Every night he'd lock this thing, and it made an incredible noise. And he'd stand on the chair, and he was tall, and he'd put the key on top, making sure that we saw that.
I should have caught on. We were being had. We were just being totally had.
So my brother and I would sneak down the squeaky stairs. We lived on the fourth floor; his bedroom was on the third; and the second floor was the library, the library and the living room. And between the two—it was a brownstone in New York City—was this gigantic chest. We’d sneak down with our pillows, and I’d get my brother on my shoulders, he'd get the key, and I'd come sneak down and put the pillow over the lock, so you could take it out, got our flashlights going.
Because my father said there was a secret in there that we weren't supposed to know. That was the other sucker trick: He said several of the books in there have got secrets that I don't think that you should know. That just hammered down the lid, as far as I was concerned.
We did this for months. And I was always amazed that my father always made sure there were plenty of batteries in the house, and I could never figure out that one. Those old D batteries and D flashlights, and my Boy Scout flashlight, olive drab, with a clipped-head flashlight. I was trying to figure out what the secret was, and reading these things.
And since my father knew where every book was, we would have to sneak down the same night and put them back. So we got very little sleep for the longest period of time.
Years later, I'm sitting at a dinner party—my father gave a dinner party—and the conversation came around, we were just talking about really esoteric people out there, esoteric writers that no one ever reads anymore but that had a lot of impact. And this conversation came up about Farquhar who was a humorist, an English humorist of, I think, the 14th century—I don’t know; I've forgotten now. At any rate, I sort of put in my two cents about Farquhar.
My father looked at me, and he said, “What do you know about Farquhar? They don't teach Farquhar in school.”
I said, “Oh, I remember there was a book around here.”

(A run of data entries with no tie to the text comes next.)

//! In-memory schema metadata: databases, tables, columns, indices and relations.

pub mod builder;
pub mod column;
pub mod database;
pub mod db_type;
pub mod relation;
pub mod table;

pub use builder::{ColumnBuilder, DatabaseBuilder, TableBuilder};
pub use column::{ColumnDefinition, DefaultValue, HostType, ValueProperty};
pub use database::{DatabaseDefinition, DatabaseModel, DefinitionRegistry};
pub use db_type::{DatabaseColumnType, DatabaseType};
pub use relation::{ColumnIndex, IndexKind, RelationDefinition, RelationPart, RelationSide};
pub use table::TableDefinition;

#[derive(Debug, Clone, Copy, PartialEq, Eq, Hash, PartialOrd, Ord)]
pub struct TableId(pub usize);

#[derive(Debug, Clone, Copy, PartialEq, Eq, Hash)]
pub struct ColumnId {
    pub table: TableId,
    pub index: usize,
}

#[derive(Debug, Clone, Copy, PartialEq, Eq, Hash)]
pub struct RelationId(pub usize);
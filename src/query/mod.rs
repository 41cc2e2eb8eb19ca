//! Predicate trees, their translation to WHERE groups, and SQL assembly.

pub mod ast;
pub mod select;
pub mod sql;
pub mod translator;
pub mod where_clause;

pub use ast::{constant, field, list, BinaryOp, Expr, OrderBy};
pub use select::Select;
pub use sql::{Projection, SelectQuery, Sql, SqlParam};
pub use translator::{translate, translate_order};
pub use where_clause::{BooleanType, Comparison, Relation, WhereGroup, WhereNode};
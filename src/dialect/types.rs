//! Column type resolution per backend.
//!
//! Order: a type declared for the requested backend, then a `Default`
//! declaration, then a declaration for another backend translated across,
//! then a type inferred from the host type.

use crate::core::error::{Error, Result};
use crate::schema::column::{ColumnDefinition, HostType};
use crate::schema::db_type::{DatabaseColumnType, DatabaseType};

pub fn resolve_column_type(
    declared: &[DatabaseColumnType],
    host_type: &HostType,
    target: DatabaseType,
) -> Option<DatabaseColumnType> {
    if let Some(exact) = declared.iter().find(|t| t.database == target) {
        return Some(exact.clone());
    }
    if let Some(translated) = declared
        .iter()
        .find(|t| t.database == DatabaseType::Default)
        .and_then(|t| translate(t, target))
    {
        return Some(translated);
    }
    for source in DatabaseType::BACKENDS {
        if let Some(translated) = declared
            .iter()
            .find(|t| t.database == source)
            .and_then(|t| translate(t, target))
        {
            return Some(translated);
        }
    }
    infer(host_type, target)
}

/// Resolved type for a column of a built schema
pub fn get_db_type(column: &ColumnDefinition, target: DatabaseType) -> Result<&DatabaseColumnType> {
    column.db_type(target).ok_or_else(|| {
        Error::invalid_model(format!(
            "column '{}' (property '{}') has no type for {}",
            column.name, column.property.name, target
        ))
    })
}

/// Mechanically carry a type declared for one backend over to another
pub fn translate(ty: &DatabaseColumnType, target: DatabaseType) -> Option<DatabaseColumnType> {
    if ty.database == target {
        return Some(ty.clone());
    }
    match target {
        DatabaseType::Sqlite => to_sqlite(ty),
        DatabaseType::MySql | DatabaseType::MariaDb => to_mysql_family(ty, target),
        DatabaseType::Default => None,
    }
}

fn to_sqlite(ty: &DatabaseColumnType) -> Option<DatabaseColumnType> {
    let name = match ty.name.as_str() {
        "bit" | "bool" | "boolean" | "tinyint" | "smallint" | "mediumint" | "int" | "integer"
        | "bigint" => "integer",
        "float" | "double" | "real" | "decimal" | "numeric" => "real",
        "char" | "varchar" | "text" | "tinytext" | "mediumtext" | "longtext" | "enum" | "set"
        | "json" | "uuid" | "inet4" | "inet6" | "datetime" | "timestamp" | "date" | "time" => "text",
        "binary" | "varbinary" | "blob" | "tinyblob" | "mediumblob" | "longblob" => "blob",
        _ => return None,
    };
    Some(DatabaseColumnType::new(DatabaseType::Sqlite, name))
}

fn to_mysql_family(ty: &DatabaseColumnType, target: DatabaseType) -> Option<DatabaseColumnType> {
    let native_uuid = target == DatabaseType::MariaDb;
    let translated = match ty.name.as_str() {
        "uuid" if native_uuid => DatabaseColumnType::new(target, "uuid"),
        "uuid" => DatabaseColumnType::new(target, "binary").with_length(16),
        "inet6" if native_uuid => DatabaseColumnType::new(target, "inet6"),
        "inet6" => DatabaseColumnType::new(target, "varchar").with_length(39),
        "inet4" if native_uuid => DatabaseColumnType::new(target, "inet4"),
        "inet4" => DatabaseColumnType::new(target, "varchar").with_length(15),
        "bool" | "boolean" => DatabaseColumnType::new(target, "bit").with_length(1),
        "integer" if ty.database == DatabaseType::Sqlite => DatabaseColumnType::new(target, "bigint"),
        "integer" => DatabaseColumnType {
            name: "int".to_string(),
            ..ty.for_database(target)
        },
        "real" if ty.database == DatabaseType::Sqlite => DatabaseColumnType::new(target, "double"),
        "bit" | "tinyint" | "smallint" | "mediumint" | "int" | "bigint" | "float" | "double"
        | "real" | "decimal" | "numeric" | "char" | "varchar" | "text" | "tinytext"
        | "mediumtext" | "longtext" | "enum" | "set" | "json" | "binary" | "varbinary" | "blob"
        | "tinyblob" | "mediumblob" | "longblob" | "datetime" | "timestamp" | "date" | "time"
        | "year" => ty.for_database(target),
        _ => return None,
    };
    Some(translated)
}

/// Last resort: derive a type from the host value type
pub fn infer(host_type: &HostType, target: DatabaseType) -> Option<DatabaseColumnType> {
    match target {
        DatabaseType::Sqlite => {
            let name = match host_type {
                HostType::Bool | HostType::Int16 | HostType::Int32 | HostType::Int64 => "integer",
                HostType::Float32 | HostType::Float64 => "real",
                HostType::Bytes => "blob",
                HostType::String
                | HostType::Uuid
                | HostType::DateTime
                | HostType::Date
                | HostType::IpAddr
                | HostType::Enum(_) => "text",
                HostType::Other(_) => return None,
            };
            Some(DatabaseColumnType::new(target, name))
        }
        DatabaseType::MySql | DatabaseType::MariaDb => {
            let native = target == DatabaseType::MariaDb;
            let ty = match host_type {
                HostType::Bool => DatabaseColumnType::new(target, "bit").with_length(1),
                HostType::Int16 => DatabaseColumnType::new(target, "smallint"),
                HostType::Int32 => DatabaseColumnType::new(target, "int"),
                HostType::Int64 => DatabaseColumnType::new(target, "bigint"),
                HostType::Float32 => DatabaseColumnType::new(target, "float"),
                HostType::Float64 => DatabaseColumnType::new(target, "double"),
                HostType::String => DatabaseColumnType::new(target, "varchar").with_length(255),
                HostType::Bytes => DatabaseColumnType::new(target, "blob"),
                HostType::Uuid if native => DatabaseColumnType::new(target, "uuid"),
                HostType::Uuid => DatabaseColumnType::new(target, "binary").with_length(16),
                HostType::DateTime => DatabaseColumnType::new(target, "datetime"),
                HostType::Date => DatabaseColumnType::new(target, "date"),
                HostType::IpAddr if native => DatabaseColumnType::new(target, "inet6"),
                HostType::IpAddr => DatabaseColumnType::new(target, "varchar").with_length(39),
                HostType::Enum(values) => DatabaseColumnType {
                    enum_values: values.clone(),
                    ..DatabaseColumnType::new(target, "enum")
                },
                HostType::Other(_) => return None,
            };
            Some(ty)
        }
        DatabaseType::Default => None,
    }
}
use std::fmt;

#[derive(Debug, Clone, Copy, PartialEq, Eq)]
pub enum ErrorKind {
    Io,
    Parse,
    NotFound,
    InvalidModel,
    InvalidArgument,
    InvalidState,
    UnexpectedNull,
    InvalidType,
    NotImplemented,
    Aggregation,
    Backend,
}

#[derive(Debug)]
pub struct Error {
    pub kind: ErrorKind,
    pub context: String,
    /// Independent failures collected into an `Aggregation` error
    pub causes: Vec<Error>,
}

impl Error {
    pub fn new(kind: ErrorKind, context: String) -> Self {
        Error { kind, context, causes: Vec::new() }
    }

    pub fn invalid_model(context: impl Into<String>) -> Self {
        Error::new(ErrorKind::InvalidModel, context.into())
    }

    pub fn invalid_argument(context: impl Into<String>) -> Self {
        Error::new(ErrorKind::InvalidArgument, context.into())
    }

    pub fn not_implemented(context: impl Into<String>) -> Self {
        Error::new(ErrorKind::NotImplemented, context.into())
    }

    /// Collect several failures into one error.
    ///
    /// A single error is returned as-is instead of being wrapped.
    pub fn aggregate(mut errors: Vec<Error>) -> Self {
        if errors.len() == 1 {
            return errors.remove(0);
        }
        Error {
            kind: ErrorKind::Aggregation,
            context: format!("{} errors occurred", errors.len()),
            causes: errors,
        }
    }

    pub fn is(&self, kind: ErrorKind) -> bool {
        self.kind == kind
    }
}

impl fmt::Display for Error {
    fn fmt(&self, f: &mut fmt::Formatter) -> fmt::Result {
        write!(f, "{:?}: {}", self.kind, self.context)?;
        for cause in &self.causes {
            write!(f, "\n  - {}", cause)?;
        }
        Ok(())
    }
}

impl std::error::Error for Error {}

impl From<std::io::Error> for Error {
    fn from(err: std::io::Error) -> Self {
        Error::new(ErrorKind::Io, err.to_string())
    }
}

impl From<serde_json::Error> for Error {
    fn from(err: serde_json::Error) -> Self {
        Error::new(ErrorKind::Parse, err.to_string())
    }
}

impl From<rusqlite::Error> for Error {
    fn from(err: rusqlite::Error) -> Self {
        Error::new(ErrorKind::Backend, format!("SQLite error: {}", err))
    }
}

pub type Result<T> = std::result::Result<T, Error>;

#[cfg(test)]
mod tests {
    use super::*;

    #[test]
    fn aggregate_lists_every_cause() {
        let err = Error::aggregate(vec![
            Error::invalid_model("users.id has no type"),
            Error::invalid_model("users.name has no type"),
        ]);
        assert!(err.is(ErrorKind::Aggregation));
        assert_eq!(err.causes.len(), 2);
        let text = err.to_string();
        assert!(text.contains("users.id"));
        assert!(text.contains("users.name"));
    }

    #[test]
    fn aggregate_of_one_is_unwrapped() {
        let err = Error::aggregate(vec![Error::invalid_argument("bad")]);
        assert!(err.is(ErrorKind::InvalidArgument));
        assert!(err.causes.is_empty());
    }
}
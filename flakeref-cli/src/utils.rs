//! Utility functions for CLI operations.
//!
//! This module provides common utility functions used across CLI
//! commands: configuration loading, system and registry resolution, and
//! output format selection.

use crate::error::CliError;
use std::path::PathBuf;

use flakeref::config::ConfigBuilder;
use flakeref::{Config, OutputFormat, Registry, System};

/// Global CLI options shared across all commands.
#[derive(Debug, Clone)]
pub struct GlobalOptions {
    /// Enable verbose output.
    pub verbose: bool,

    /// Suppress non-essential output.
    pub quiet: bool,

    /// System for per-platform expansion.
    pub system: Option<String>,

    /// Registry file path.
    pub registry: Option<PathBuf>,

    /// Output format name.
    pub format: Option<String>,

    /// Override the user configuration directory.
    pub config_dir: Option<PathBuf>,
}

/// Load hierarchical configuration.
///
/// Configuration is merged from multiple sources with precedence:
/// 1. Environment variables
/// 2. Project `flakeref.yaml`
/// 3. User config (`~/.flakeref/config.yaml`, or `--config-dir`)
/// 4. Built-in defaults
///
/// Command-line flags are applied on top by the accessors below.
pub fn load_configuration(global: &GlobalOptions) -> Result<Config, CliError> {
    let mut builder = ConfigBuilder::new();
    if let Some(dir) = &global.config_dir {
        builder = builder.with_user_config_dir(dir);
    }
    builder.build().map_err(|e| CliError::Config(e.to_string()))
}

/// Resolve the system for expansion: `--system` flag first, then
/// configuration.
pub fn resolve_system(
    global: &GlobalOptions,
    config: &Config,
) -> Result<Option<System>, CliError> {
    match &global.system {
        Some(raw) => {
            let system = raw
                .parse()
                .map_err(|e| CliError::InvalidArguments(format!("{e}")))?;
            Ok(Some(system))
        }
        None => Ok(config.default_system.clone()),
    }
}

/// Load the registry named by `--registry` or the configuration, if any.
pub fn load_registry(
    global: &GlobalOptions,
    config: &Config,
) -> Result<Option<Registry>, CliError> {
    let path = global
        .registry
        .clone()
        .or_else(|| config.registry_path.clone());

    match path {
        Some(path) => Ok(Some(Registry::load(&path)?)),
        None => Ok(None),
    }
}

/// Select the output format: `--format` flag first, then configuration,
/// then human-readable.
pub fn output_format(global: &GlobalOptions, config: &Config) -> Result<OutputFormat, CliError> {
    match &global.format {
        Some(raw) => raw.parse().map_err(CliError::InvalidArguments),
        None => Ok(config.output_format.unwrap_or(OutputFormat::Human)),
    }
}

My father knew exactly where the book was. He'd locked it up, right? And he gave me this look, and suddenly I found I'd been caught in the middle of something because I suddenly remembered where I'd gotten the book of Farquhar. It was in this cabinet.
And my father looked over at me, and like this inside joke—there were eight other people at the table—he said, “You know, son, if you'd oiled that lock on that damn door, a lot of us would have gotten a lot more sleep.”
This was a treasure! Thank you !
- from a fellow house lined with books
That is delightful!
What I love most about that is that, in one way, Steinbeck was playing the long game, knowing that one day his kids would be adults, and he could bring that cabinet up and just give them a sly wink, and the 15, 20-year-set up would pay off in that shared joke when his sons remembered the cabinet and realise they'd been had.